To complicate matters, the country’s once-reliable and cheap electricity has become the single biggest threat to the economy. Eskom, the state power utility, has struggled to keep the lights on for many months, as one plant breakdown after another have made the electrical grid woefully expensive and unstable.
Eskom authorities have turned to enacting forced blackouts to prevent total system collapse, hitting the economy as businesses and households alike have scrambled for more expensive back-up options like diesel generators – or risk staying in the dark. In December, Eskom was forced to shed so much power from the grid that even vital mining operations in the country were temporarily halted, impacting the country’s most critical sector.
Amid the blackouts, Pretoria has thrown billions of dollars at the problem, but to little avail. This is because constructing new plants and improving the existing decrepit infrastructure will take several years, meaning that South Africa’s fight to keep the lights on will continue to harm the economy for the foreseeable future. The consequences will be felt well beyond the electrical sector as Moody’s Financial Services, the last of the big three credit agencies to not downgrade South Africa to junk status, will review its position in November. It is likely that Moody’s will downgrade.
This will force fund managers with investment-grade mandates to dump their South African assets and make others rethink their own positions in the country, worsening already high investment outflows from the country.
Eskom’s electricity woes have sucked up several billions of dollars and significant government attention. Much of this money has been financed by debt, which will increase the burden on the country’s taxpayers in the years ahead as the true costs of debt repayment come due. Indeed, significant resources that could have helped address the myriad systemic problems afflicting the country have gone to the putting out of the massive fire that is Eskom.
Yet South Africa’s infrastructure is eroding across the board, from roads and bridges to rail and the water system. In fact, historic level droughts in 2019 have been exacerbated by the crumbling water infrastructure, meaning that deadly future water crises will be ever more likely.

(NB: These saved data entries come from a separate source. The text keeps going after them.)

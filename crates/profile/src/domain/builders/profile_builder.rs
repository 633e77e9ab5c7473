// crates/profile/src/domain/builders/profile_builder.rs

use chrono::{DateTime, Utc};
use shared_kernel::domain::value_objects::{AccountId, Url};

use crate::domain::entities::Profile;
use crate::domain::value_objects::{Bio, DisplayName, Handle, ProfileStats};

pub struct ProfileBuilder {
    account_id: AccountId,
    display_name: DisplayName,
    handle: Handle,
    bio: Option<Bio>,
    avatar_url: Option<Url>,
    stats: ProfileStats,
    version: i64,
    created_at: Option<DateTime<Utc>>,
    updated_at: Option<DateTime<Utc>>,
}

impl ProfileBuilder {
    /// Chemin 1 : CREATION (Use Case / API), compteurs à zéro
    pub fn new(account_id: AccountId, display_name: DisplayName, handle: Handle) -> Self {
        Self {
            account_id,
            display_name,
            handle,
            bio: None,
            avatar_url: None,
            stats: ProfileStats::default(),
            version: 1,
            created_at: None,
            updated_at: None,
        }
    }

    /// Chemin 2 : RESTAURATION (Infrastructure / Repository)
    #[allow(clippy::too_many_arguments)]
    pub fn restore(
        account_id: AccountId,
        display_name: DisplayName,
        handle: Handle,
        bio: Option<Bio>,
        avatar_url: Option<Url>,
        stats: ProfileStats,
        version: i64,
        created_at: DateTime<Utc>,
        updated_at: DateTime<Utc>,
    ) -> Profile {
        Profile::restore(
            account_id,
            display_name,
            handle,
            bio,
            avatar_url,
            stats,
            version,
            created_at,
            updated_at,
        )
    }

    // --- SETTERS (chemin Création et fixtures de test) ---

    pub fn with_bio(mut self, bio: Bio) -> Self {
        self.bio = Some(bio);
        self
    }

    pub fn with_optional_bio(mut self, bio: Option<Bio>) -> Self {
        self.bio = bio;
        self
    }

    pub fn with_avatar_url(mut self, url: Url) -> Self {
        self.avatar_url = Some(url);
        self
    }

    pub fn with_optional_avatar_url(mut self, url: Option<Url>) -> Self {
        self.avatar_url = url;
        self
    }

    /// Compteurs de départ (seed de test ou migration de données)
    pub fn with_stats(mut self, stats: ProfileStats) -> Self {
        self.stats = stats;
        self
    }

    pub fn with_created_at(mut self, at: DateTime<Utc>) -> Self {
        self.created_at = Some(at);
        self
    }

    pub fn build(self) -> Profile {
        let now = Utc::now();
        let created_at = self.created_at.unwrap_or(now);

        Profile::restore(
            self.account_id,
            self.display_name,
            self.handle,
            self.bio,
            self.avatar_url,
            self.stats,
            self.version,
            created_at,
            self.updated_at.unwrap_or(created_at),
        )
    }
}
// crates/profile/src/application/update_profile/update_profile_command.rs

use serde::{Deserialize, Serialize};
use shared_kernel::domain::value_objects::{AccountId, Url};
use crate::domain::value_objects::{Bio, DisplayName, Handle};

/// Édition partielle : `None` laisse le champ intact.
/// Pour `bio` et `avatar_url`, `Some(None)` efface la valeur.
#[derive(Debug, Clone, Default, Serialize, Deserialize)]
pub struct UpdateProfileCommand {
    pub account_id: AccountId,
    pub display_name: Option<DisplayName>,
    pub handle: Option<Handle>,
    pub bio: Option<Option<Bio>>,
    pub avatar_url: Option<Option<Url>>,
}

impl UpdateProfileCommand {
    pub fn new(account_id: AccountId) -> Self {
        Self {
            account_id,
            ..Default::default()
        }
    }
}
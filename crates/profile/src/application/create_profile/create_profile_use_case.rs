// crates/profile/src/application/create_profile/create_profile_use_case.rs

use std::sync::Arc;
use shared_kernel::domain::transaction::TransactionManager;
use shared_kernel::errors::Result;
use shared_kernel::infrastructure::TransactionManagerExt;
use crate::application::create_profile::CreateProfileCommand;
use crate::domain::entities::Profile;
use crate::domain::repositories::ProfileRepository;

pub struct CreateProfileUseCase {
    repo: Arc<dyn ProfileRepository>,
    tx_manager: Arc<dyn TransactionManager>,
}

impl CreateProfileUseCase {
    pub fn new(
        repo: Arc<dyn ProfileRepository>,
        tx_manager: Arc<dyn TransactionManager>,
    ) -> Self {
        Self { repo, tx_manager }
    }

    pub async fn execute(&self, cmd: CreateProfileCommand) -> Result<Profile> {
        // 1. Instanciation via le domaine (compteurs à zéro, version 1)
        let profile = Profile::builder(cmd.account_id, cmd.display_name, cmd.handle)
            .with_optional_bio(cmd.bio)
            .with_optional_avatar_url(cmd.avatar_url)
            .build();

        // 2. Insertion atomique : l'unicité du handle est tranchée par le store,
        // jamais par un check-then-insert
        let repo = self.repo.clone();
        let to_insert = profile.clone();
        self.tx_manager
            .run_in_transaction(move |mut tx| async move {
                repo.insert(&to_insert, Some(&mut *tx)).await
            })
            .await?;

        tracing::info!("👤 Profile created: {} (@{})", profile.account_id(), profile.handle());
        Ok(profile)
    }
}
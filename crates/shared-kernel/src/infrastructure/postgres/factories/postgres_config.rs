// crates/shared-kernel/src/infrastructure/postgres/factories/postgres_config.rs

use std::time::Duration;

#[derive(Debug, Clone, Copy)]
pub struct PostgresConfig {
    pub max_connections: u32,
    pub min_connections: u32,
    pub connect_timeout: Duration,
}

impl PostgresConfig {
    pub fn new(
        max_connections: u32,
        min_connections: u32,
        connect_timeout: Duration
    ) -> Self {
        Self {
            max_connections,
            min_connections,
            connect_timeout,
        }
    }
}

impl Default for PostgresConfig {
    fn default() -> Self {
        Self::new(10, 2, Duration::from_secs(3))
    }
}
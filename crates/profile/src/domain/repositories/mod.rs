// crates/profile/src/domain/repositories/mod.rs

mod follow_counters_repository;
mod follow_repository;
mod profile_repository;

#[cfg(test)]
mod profile_repository_stub;

pub use follow_counters_repository::{CounterWriteAccess, FollowCountersRepository};
pub use follow_repository::FollowRepository;
pub use profile_repository::ProfileRepository;

#[cfg(test)]
pub use profile_repository_stub::ProfileRepositoryStub;
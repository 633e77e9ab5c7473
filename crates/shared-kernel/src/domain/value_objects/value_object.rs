use crate::errors::Result;

pub trait ValueObject: PartialEq + Clone {
    fn validate(&self) -> Result<()>;
}
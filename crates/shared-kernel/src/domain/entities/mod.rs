mod aggregate;
mod entity;

pub use aggregate::{AggregateMetadata, AggregateRoot};
pub use entity::{EntityMetadata, EntityOptionExt};
// crates/profile/src/domain/value_objects/profile_stats.rs

use serde::{Deserialize, Serialize};
use shared_kernel::domain::value_objects::Counter;
use crate::domain::value_objects::CounterDelta;

/// Statistiques dénormalisées du profil.
/// Persistées à part de l'identité : seule la bascule de relation les modifie.
#[derive(Debug, Clone, Copy, Default, PartialEq, Eq, Serialize, Deserialize)]
pub struct ProfileStats {
    follower_count: Counter,
    following_count: Counter,
}

impl ProfileStats {
    pub fn new(follower_count: u64, following_count: u64) -> Self {
        Self {
            follower_count: Counter::from_raw(follower_count),
            following_count: Counter::from_raw(following_count),
        }
    }

    pub fn follower_count(&self) -> u64 {
        self.follower_count.value()
    }

    pub fn following_count(&self) -> u64 {
        self.following_count.value()
    }

    // pub(crate) : seuls les adapters de compteurs du crate y ont accès

    pub(crate) fn shift_followers(&mut self, delta: CounterDelta) {
        Self::shift(&mut self.follower_count, delta);
    }

    pub(crate) fn shift_following(&mut self, delta: CounterDelta) {
        Self::shift(&mut self.following_count, delta);
    }

    // Décrément saturant : plancher à zéro
    fn shift(counter: &mut Counter, delta: CounterDelta) {
        match delta {
            CounterDelta::Increment => counter.increment(),
            CounterDelta::Decrement => counter.decrement(),
        }
    }
}
// crates/profile/src/application/get_follow_state/get_follow_state_query.rs

use serde::{Deserialize, Serialize};
use shared_kernel::domain::value_objects::AccountId;

#[derive(Debug, Clone, Copy, Serialize, Deserialize)]
pub struct GetFollowStateQuery {
    /// `None` : aucun utilisateur connecté
    pub viewer_id: Option<AccountId>,
    pub target_id: AccountId,
}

But as Rome burns, South Africa’s long ruling African National Congress is as divided as ever. The party’s deep factions are largely split between the reform wing headed by President Cyril Ramaphosa and the populist wing once led by his predecessor, Jacob Zuma. The problem for Mr Ramaphosa and his allies is that they hold only a tenuous grip over the party, despite being the reason why the ANC avoided historic defeat in the 2019 general elections after years of disastrous Zuma rule.
Indeed, the Zuma wing is much to blame for the appalling situation South Africa finds itself in, having spent much of the past decade looting instead of leading. Nevertheless, they have retained key positions in the current government and devote much of their time toward undermining economic reform and finding ways to unseat Mr Ramaphosa.
The ANC’s bruising internal battles have stymied critical reforms to jumpstart the economy, prompting outbursts of frustration from officials like the finance minister Mr Mboweni. Yet while the short-term consequences are readily obvious to many, the long-term reckoning that South Africa will face is less clear. First and foremost, the country’s lacklustre economy, wracked by recession in recent quarters, is set for only tepid grow for the foreseeable future.
This will make it ever harder for Pretoria to rid itself of a potential debt trap it has gotten itself into, as ever more money will need to service ballooning debt instead of new roads, the health or education sectors, law enforcement, etc. To make matters worse, the terrible and stubborn unemployment situation will underscore for millions of impoverished South Africans operating in the dangerous black-market economy that the country is one of “haves” and “have nots”. Violent crime will only worsen as millions more are obligated to eke out a bleak existence despite seeing wealth around them.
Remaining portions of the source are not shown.